A Direção da APROSERPA – Associação de Produtores da Região de Serpa “rejeita” o Acordo Comercial entre a União Europeia e o Mercosul.
Em seu entender, “o que está em cima da mesa é uma troca de interesses industriais pelo sacrifício da agricultura do Sul da Europa”.
A Associação fala em “ataque à pecuária” e cita como exemplo a entrada de carne de porco que “com taxa aduaneira de 0% cria um ‘preço de referência’ artificialmente baixo, assente em custos de produção sul-americanos impossíveis de replicar na Europa”.
A APROSERPA acrescenta que este acordo “vem colocar uma ‘lápide’ sobre a produção de cereais no Alentejo.

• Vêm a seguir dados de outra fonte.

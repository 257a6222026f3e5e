//! Pipeline Record and its state machine (`spec.md` §3, §4.9).

use chrono::{DateTime, Utc};
use serde::{Deserialize, Serialize};

use super::decision::RoutingDecision;
use super::issue_ref::IssueRef;

/// Default maximum retry attempts before a pipeline abandons.
pub const DEFAULT_MAX_ATTEMPTS: u32 = 3;

#[derive(Debug, Clone, Copy, PartialEq, Eq, Serialize, Deserialize)]
#[serde(rename_all = "snake_case")]
pub enum PipelinePhase {
    Claimed,
    Analyzed,
    Dispatched,
    Executing,
    Reviewing,
    Merged,
    Failed,
    Abandoned,
}

impl PipelinePhase {
    pub const fn is_terminal(self) -> bool {
        matches!(self, Self::Merged | Self::Abandoned)
    }

    /// Whether `self -> next` is a legal transition per the state diagram
    /// in `spec.md` §4.9. `Failed` is retryable back into `Dispatched`
    /// (a fresh dispatch attempt) until attempts are exhausted, at which
    /// point the caller drives `Failed -> Abandoned` explicitly.
    pub const fn can_transition(self, next: Self) -> bool {
        use PipelinePhase::*;
        matches!(
            (self, next),
            (Claimed, Analyzed)
                | (Analyzed, Dispatched)
                | (Dispatched, Executing)
                | (Executing, Reviewing)
                | (Reviewing, Merged)
                | (Executing, Failed)
                | (Dispatched, Failed)
                | (Failed, Dispatched)
                | (Failed, Abandoned)
                | (Claimed, Abandoned)
                | (Analyzed, Abandoned)
                | (Dispatched, Abandoned)
                | (Executing, Abandoned)
                | (Reviewing, Abandoned)
        )
    }
}

/// One per claimed issue; drives crash recovery.
#[derive(Debug, Clone, Serialize, Deserialize)]
pub struct PipelineRecord {
    pub issue_ref: IssueRef,
    pub phase: PipelinePhase,
    pub decision: Option<RoutingDecision>,
    /// Whether C6's explanatory comment for `decision` is confirmed posted.
    /// `false` means either no decision yet, or the comment write failed
    /// (e.g. rate-limited) and is owed a retry — the label may already be
    /// applied independently (`spec.md` §4.6, §9).
    #[serde(default)]
    pub decision_comment_posted: bool,
    pub agent_id: Option<String>,
    pub started_at: DateTime<Utc>,
    pub updated_at: DateTime<Utc>,
    pub error: Option<String>,
    pub attempts: u32,
}

impl PipelineRecord {
    pub fn new(issue_ref: IssueRef, now: DateTime<Utc>) -> Self {
        Self {
            issue_ref,
            phase: PipelinePhase::Claimed,
            decision: None,
            decision_comment_posted: false,
            agent_id: None,
            started_at: now,
            updated_at: now,
            error: None,
            attempts: 0,
        }
    }

    /// Attempt to move to `next`, returning `false` (no mutation) if the
    /// transition is illegal.
    #[must_use]
    pub fn transition(&mut self, next: PipelinePhase, now: DateTime<Utc>) -> bool {
        if !self.phase.can_transition(next) {
            return false;
        }
        self.phase = next;
        self.updated_at = now;
        true
    }
}

#[cfg(test)]
mod tests {
    use super::*;

    #[test]
    fn happy_path_is_totally_ordered() {
        let mut r = PipelineRecord::new(IssueRef::new("r", 1), Utc::now());
        for next in [
            PipelinePhase::Analyzed,
            PipelinePhase::Dispatched,
            PipelinePhase::Executing,
            PipelinePhase::Reviewing,
            PipelinePhase::Merged,
        ] {
            assert!(r.transition(next, Utc::now()), "failed to reach {next:?}");
        }
        assert!(r.phase.is_terminal());
    }

    #[test]
    fn cannot_skip_phases() {
        let mut r = PipelineRecord::new(IssueRef::new("r", 1), Utc::now());
        assert!(!r.transition(PipelinePhase::Executing, Utc::now()));
        assert_eq!(r.phase, PipelinePhase::Claimed);
    }

    #[test]
    fn failed_can_retry_into_dispatched_or_abandon() {
        let mut r = PipelineRecord::new(IssueRef::new("r", 1), Utc::now());
        r.transition(PipelinePhase::Analyzed, Utc::now());
        r.transition(PipelinePhase::Dispatched, Utc::now());
        r.transition(PipelinePhase::Executing, Utc::now());
        assert!(r.transition(PipelinePhase::Failed, Utc::now()));
        assert!(r.transition(PipelinePhase::Dispatched, Utc::now()));

        let mut r2 = PipelineRecord::new(IssueRef::new("r", 2), Utc::now());
        r2.phase = PipelinePhase::Failed;
        assert!(r2.transition(PipelinePhase::Abandoned, Utc::now()));
        assert!(r2.phase.is_terminal());
    }

    #[test]
    fn any_non_terminal_phase_can_abandon() {
        for phase in [
            PipelinePhase::Claimed,
            PipelinePhase::Analyzed,
            PipelinePhase::Dispatched,
            PipelinePhase::Executing,
            PipelinePhase::Reviewing,
        ] {
            assert!(phase.can_transition(PipelinePhase::Abandoned), "{phase:?} should abandon");
        }
    }
}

“Ao garantir eternamente milho a preços de saldo para a indústria, retira-se qualquer incentivo à compra dos cereais de sequeiro nacionais. Sem escoamento garantido, estas culturas perdem viabilidade, eliminando uma ferramenta essencial de rotação de culturas e condenando o solo do Alentejo ao abandono”, adianta.
O acordo tem ainda, segundo a APROSERPA, o risco acrescido para os incêndios pois “a inviabilidade económica da pecuária extensiva e dos cereais levará ao abandono imediato das terras e ao fim da gestão do combustível pelo pastoreio”.
A Associação adianta que não aceita a narrativa de que os produtores estão protegidos e conclui que “é moralmente inaceitável e um atentado à Segurança Alimentar dos portugueses que o Parlamento Europeu autorize a entrada de alimentos que não cumprem os nossos padrões”.